とはいえ、現在のように転職の環境が整っているわけでもなく、キャリアチェンジするとしたら公務員試験を受けるか、司法試験か会計士試験くらいしか選択肢が思い浮かびませんでした。そんな中で、学生時代に読んだ本の中で、公認会計士の働き方がかなり自由だということが書かれていたことを思い出し、大学も経済学部だったこと、司法試験よりは易しそうといった様々な後ろ向きな理由から、退職して試験に専念することにしました。なお、銀行では簿記三級の受験を義務付けられていましたが、ろくに準備もせず受けに行って、8点しか取れずに不合格だったので、同期からは「よくそれで会計士目指すね?」と呆れられました。

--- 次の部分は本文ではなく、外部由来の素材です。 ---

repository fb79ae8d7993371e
pub mod colour_map;
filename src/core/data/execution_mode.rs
use std::fmt;
use std::num::NonZeroUsize;

use thiserror::Error;

use crate::core::util::available_workers::available_workers;

#[derive(Debug, Copy, Clone, PartialEq, Eq, Error)]
pub enum ExecutionModeError {
    #[error("worker count must be greater than zero")]
    ZeroWorkers,
}

/// How many workers a parallel run uses.
#[derive(Debug, Copy, Clone, PartialEq, Eq, Default)]
pub enum WorkerCount {
    /// Whatever hardware parallelism the host reports.
    #[default]
    Auto,
    Fixed(NonZeroUsize),
}

impl WorkerCount {
    pub fn fixed(workers: usize) -> Result<Self, ExecutionModeError> {
        NonZeroUsize::new(workers)
            .map(Self::Fixed)
            .ok_or(ExecutionModeError::ZeroWorkers)
    }

    #[must_use]
    pub fn resolve(self) -> NonZeroUsize {
        match self {
            Self::Auto => available_workers(),
            Self::Fixed(workers) => workers,
        }
    }
}

#[derive(Debug, Copy, Clone, PartialEq, Eq)]
pub enum ExecutionMode {
    Serial,
    Parallel(WorkerCount),
}

impl ExecutionMode {
    /// `None` means one worker per available hardware thread.
    pub fn parallel(workers: Option<usize>) -> Result<Self, ExecutionModeError> {
        let count = match workers {
            Some(workers) => WorkerCount::fixed(workers)?,
            None => WorkerCount::Auto,
        };

        Ok(Self::Parallel(count))
    }
}

impl fmt::Display for ExecutionMode {
    fn fmt(&self, f: &mut fmt::Formatter<'_>) -> fmt::Result {
        match self {
            Self::Serial => write!(f, "serial"),
            Self::Parallel(WorkerCount::Auto) => write!(f, "parallel(auto)"),
            Self::Parallel(WorkerCount::Fixed(n)) => write!(f, "parallel({n})"),
        }
    }
}

/// How rows are handed out to parallel workers.
#[derive(Debug, Copy, Clone, PartialEq, Eq, Default)]
pub enum PartitionPolicy {
    /// Rows are stolen one at a time from a rayon pool.
    #[default]
    WorkStealing,
    /// Each worker owns one contiguous band of rows.
    StaticBands,
}

#[cfg(test)]
mod tests {
    use super::*;

    #[test]
    fn test_zero_workers_is_a_configuration_error() {
        assert_eq!(WorkerCount::fixed(0), Err(ExecutionModeError::ZeroWorkers));
        assert_eq!(
            ExecutionMode::parallel(Some(0)),
            Err(ExecutionModeError::ZeroWorkers)
        );
    }

    #[test]
    fn test_explicit_worker_count_resolves_to_itself() {
        let count = WorkerCount::fixed(6).unwrap();

        assert_eq!(count.resolve().get(), 6);
    }

    #[test]
    fn test_auto_resolves_to_available_parallelism() {
        assert_eq!(WorkerCount::Auto.resolve(), available_workers());
        assert_eq!(
            ExecutionMode::parallel(None),
            Ok(ExecutionMode::Parallel(WorkerCount::Auto))
        );
    }

    #[test]
    fn test_display() {
        assert_eq!(ExecutionMode::Serial.to_string(), "serial");
        assert_eq!(
            ExecutionMode::parallel(Some(4)).unwrap().to_string(),
            "parallel(4)"
        );
        assert_eq!(ExecutionMode::parallel(None).unwrap().to_string(), "parallel(auto)");
    }
}
use std::error::Error;

use crate::core::data::colour::Colour;
use crate::core::data::image_matrix::PixelResult;

pub trait ColourMap {
    type Failure: Error + 'static;

    fn map(&self, value: PixelResult) -> Result<Colour, Self::Failure>;
}
pub mod file;
pub mod report;
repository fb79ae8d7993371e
use std::error::Error;
use std::ops::Range;

use thiserror::Error;

use crate::core::actions::generate_fractal::errors::GenerateFractalError;
use crate::core::data::image_matrix::ImageMatrixError;

/// Failure of one scheduled computation. Never retried by the scheduler.
#[derive(Debug, Clone, PartialEq, Eq, Error)]
pub enum ScheduleError {
    #[error("worker failed on row {row}: {message}")]
    WorkerFailure { row: u32, message: String },
    #[error("worker for rows {}..{} failed: {message}", .rows.start, .rows.end)]
    BandFailure { rows: Range<u32>, message: String },
    #[error("could not start worker pool: {message}")]
    Pool { message: String },
    #[error("could not assemble image: {0}")]
    Assembly(#[from] ImageMatrixError),
}

impl<E: Error + 'static> From<GenerateFractalError<E>> for ScheduleError {
    fn from(err: GenerateFractalError<E>) -> Self {
        match err {
            GenerateFractalError::Row { row, source } => Self::WorkerFailure {
                row,
                message: source.to_string(),
            },
            GenerateFractalError::RowPanicked { row, message } => {
                Self::WorkerFailure { row, message }
            }
            GenerateFractalError::WorkerPanicked { rows, message } => {
                Self::BandFailure { rows, message }
            }
            GenerateFractalError::Pool(err) => Self::Pool {
                message: err.to_string(),
            },
        }
    }
}
use std::io::{self, Write};

use serde::Serialize;

use crate::controllers::data::summaries::{ModelSummary, ScalingSummary};
use crate::controllers::ports::report_presenter::ReportPresenterPort;

/// Pretty-printed JSON, one document per call.
#[derive(Debug, Default, Clone, Copy)]
pub struct JsonReportPresenter {}

impl JsonReportPresenter {
    fn write_json(value: &impl Serialize, out: &mut dyn Write) -> io::Result<()> {
        serde_json::to_writer_pretty(&mut *out, value)?;
        writeln!(out)
    }
}

impl ReportPresenterPort for JsonReportPresenter {
    fn present_scaling(&self, summary: &ScalingSummary, out: &mut dyn Write) -> io::Result<()> {
        Self::write_json(summary, out)
    }

    fn present_model(&self, summary: &ModelSummary, out: &mut dyn Write) -> io::Result<()> {
        Self::write_json(summary, out)
    }
}
use std::any::Any;
use std::error::Error;
use std::ops::Range;
use std::panic::{self, AssertUnwindSafe};

use thiserror::Error;

use crate::core::actions::generate_fractal::ports::row_task::RowTask;
use crate::core::data::image_matrix::PixelResult;

#[derive(Debug, Error)]
pub enum GenerateFractalError<E: Error + 'static> {
    #[error("row {row} failed: {source}")]
    Row {
        row: u32,
        #[source]
        source: E,
    },
    #[error("row {row} panicked: {message}")]
    RowPanicked { row: u32, message: String },
    #[error("worker for rows {}..{} panicked: {message}", .rows.start, .rows.end)]
    WorkerPanicked { rows: Range<u32>, message: String },
    #[error("could not build worker pool: {0}")]
    Pool(#[from] rayon::ThreadPoolBuildError),
}

pub(crate) fn panic_message(payload: &(dyn Any + Send)) -> String {
    if let Some(message) = payload.downcast_ref::<&str>() {
        (*message).to_string()
    } else if let Some(message) = payload.downcast_ref::<String>() {
        message.clone()
    } else {
        "unknown panic payload".to_string()
    }
}

/// Computes one row, turning both task errors and panics into a
/// [`GenerateFractalError`] that names the row.
pub(crate) fn compute_row_guarded<T: RowTask>(
    task: &T,
    y: u32,
) -> Result<Vec<PixelResult>, GenerateFractalError<T::Failure>> {
    match panic::catch_unwind(AssertUnwindSafe(|| task.compute_row(y))) {
        Ok(Ok(row)) => Ok(row),
        Ok(Err(source)) => Err(GenerateFractalError::Row { row: y, source }),
        Err(payload) => Err(GenerateFractalError::RowPanicked {
            row: y,
            message: panic_message(payload.as_ref()),
        }),
    }
}
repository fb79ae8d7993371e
pub mod file_presenter;
pub mod report_presenter;
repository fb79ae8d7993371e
use std::num::NonZeroUsize;
use std::time::{Duration, Instant};

use tracing::{debug, info};

use crate::core::actions::generate_fractal::generate_fractal_parallel_rayon::generate_fractal_parallel_rayon;
use crate::core::actions::generate_fractal::generate_fractal_parallel_scoped_threads::generate_fractal_parallel_scoped_threads;
use crate::core::actions::generate_fractal::generate_fractal_serial::generate_fractal_serial;
use crate::core::actions::generate_fractal::ports::row_task::RowTask;
use crate::core::actions::schedule::errors::ScheduleError;
use crate::core::data::execution_mode::{ExecutionMode, PartitionPolicy};
use crate::core::data::image_matrix::ImageMatrix;
use crate::core::data::iteration_cap::IterationCap;
use crate::core::data::viewport::Viewport;
use crate::core::fractals::mandelbrot::algorithm::MandelbrotRowTask;

/// Output of one scheduled computation.
#[derive(Debug, Clone, PartialEq)]
pub struct ScheduledRun {
    pub matrix: ImageMatrix,
    /// Wall-clock time from just before dispatch to just after the matrix was
    /// assembled. Pool start-up and the join of every worker are included.
    pub elapsed: Duration,
}

/// `"serial"` when no worker count is given, `"parallel"` otherwise.
#[must_use]
pub(crate) fn mode_label(workers: Option<NonZeroUsize>) -> &'static str {
    if workers.is_some() {
        "parallel"
    } else {
        "serial"
    }
}

/// Dispatches row tasks serially or to a worker pool.
///
/// The worker count is fixed when the scheduler is built; `WorkerCount::Auto`
/// is resolved against the host at that point.
#[derive(Debug, Copy, Clone, PartialEq, Eq)]
pub struct Scheduler {
    workers: Option<NonZeroUsize>,
    policy: PartitionPolicy,
}

impl Scheduler {
    #[must_use]
    pub fn new(mode: ExecutionMode, policy: PartitionPolicy) -> Self {
        let workers = match mode {
            ExecutionMode::Serial => None,
            ExecutionMode::Parallel(count) => Some(count.resolve()),
        };

        Self { workers, policy }
    }

    #[must_use]
    pub fn serial() -> Self {
        Self::new(ExecutionMode::Serial, PartitionPolicy::default())
    }

    #[must_use]
    pub fn parallel(workers: NonZeroUsize, policy: PartitionPolicy) -> Self {
        Self {
            workers: Some(workers),
            policy,
        }
    }

    /// `None` in serial mode.
    #[must_use]
    pub fn workers(&self) -> Option<NonZeroUsize> {
        self.workers
    }

    #[must_use]
    pub fn mode_label(&self) -> &'static str {
        mode_label(self.workers)
    }

    pub fn run(&self, viewport: &Viewport, cap: IterationCap) -> Result<ScheduledRun, ScheduleError> {
        self.run_task(&MandelbrotRowTask::new(*viewport, cap))
    }

    pub fn run_task<T>(&self, task: &T) -> Result<ScheduledRun, ScheduleError>
    where
        T: RowTask + Sync,
    {
        let (width, height) = (task.width(), task.height());
        debug!(
            mode = self.mode_label(),
            policy = ?self.policy,
            width,
            height,
            "dispatching rows"
        );

        let start = Instant::now();
        let rows = match self.workers {
            None => generate_fractal_serial(task)?,
            Some(workers) => match self.policy {
                PartitionPolicy::WorkStealing => generate_fractal_parallel_rayon(task, workers)?,
                PartitionPolicy::StaticBands => {
                    generate_fractal_parallel_scoped_threads(task, workers)?
                }
            },
        };
        let matrix = ImageMatrix::from_rows(width, height, rows)?;
        let elapsed = start.elapsed();

        info!(
            mode = self.mode_label(),
            width,
            height,
            workers = self.workers.map_or(1, NonZeroUsize::get),
            elapsed_secs = elapsed.as_secs_f64(),
            "computation finished"
        );

        Ok(ScheduledRun { matrix, elapsed })
    }
}

/// Computes the escape-time matrix of `viewport` with the default
/// (work-stealing) partitioning.
pub fn compute(
    cap: IterationCap,
    mode: ExecutionMode,
    viewport: &Viewport,
) -> Result<ImageMatrix, ScheduleError> {
    Scheduler::new(mode, PartitionPolicy::default())
        .run(viewport, cap)
        .map(|run| run.matrix)
}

また、会計士がどんな仕事をしているかもほとんど理解しておらず、とにかくこの環境から逃れたい、ということが動機のほぼすべてという有様でした。X(旧Twitter)で、逃げの転職はダメだなどと言われますが、私の最初のキャリアチェンジは99%逃げです。後年「逃げるは恥だが役に立つ」というドラマのタイトルを見たときには、我が意を得たり、という気持ちになりました。

苦しかった受験生活

会社での仕事は大体朝8時から夜の9時、10時までで、昼休みもろくに取れず毎日13時間くらいは働いていたので、毎日10時間くらいは軽く勉強できるだろうと甘く考えていましたが、実際に始めてみるとそこまで自分を律することはできず、毎日8時間程度で週に二日程度は半日休みというスケジュールで週50時間程度の学習時間でした。現在とは試験制度が異なり、当時は試験は年1回で、受験者一万人のうち三千人が短答合格、その三千人のうち七百人くらいが最終合格という感じでした。一度目の試験は短答は辛くも合格したものの、論文はボロボロ、不合格だった10月から翌年の2月ごろまでは成績も伸びず、寒い冬の朝に予備校に向かいながら、とんでもない試験に手を出してしまったかもという後悔にも似た気持ちにさいなまれていました。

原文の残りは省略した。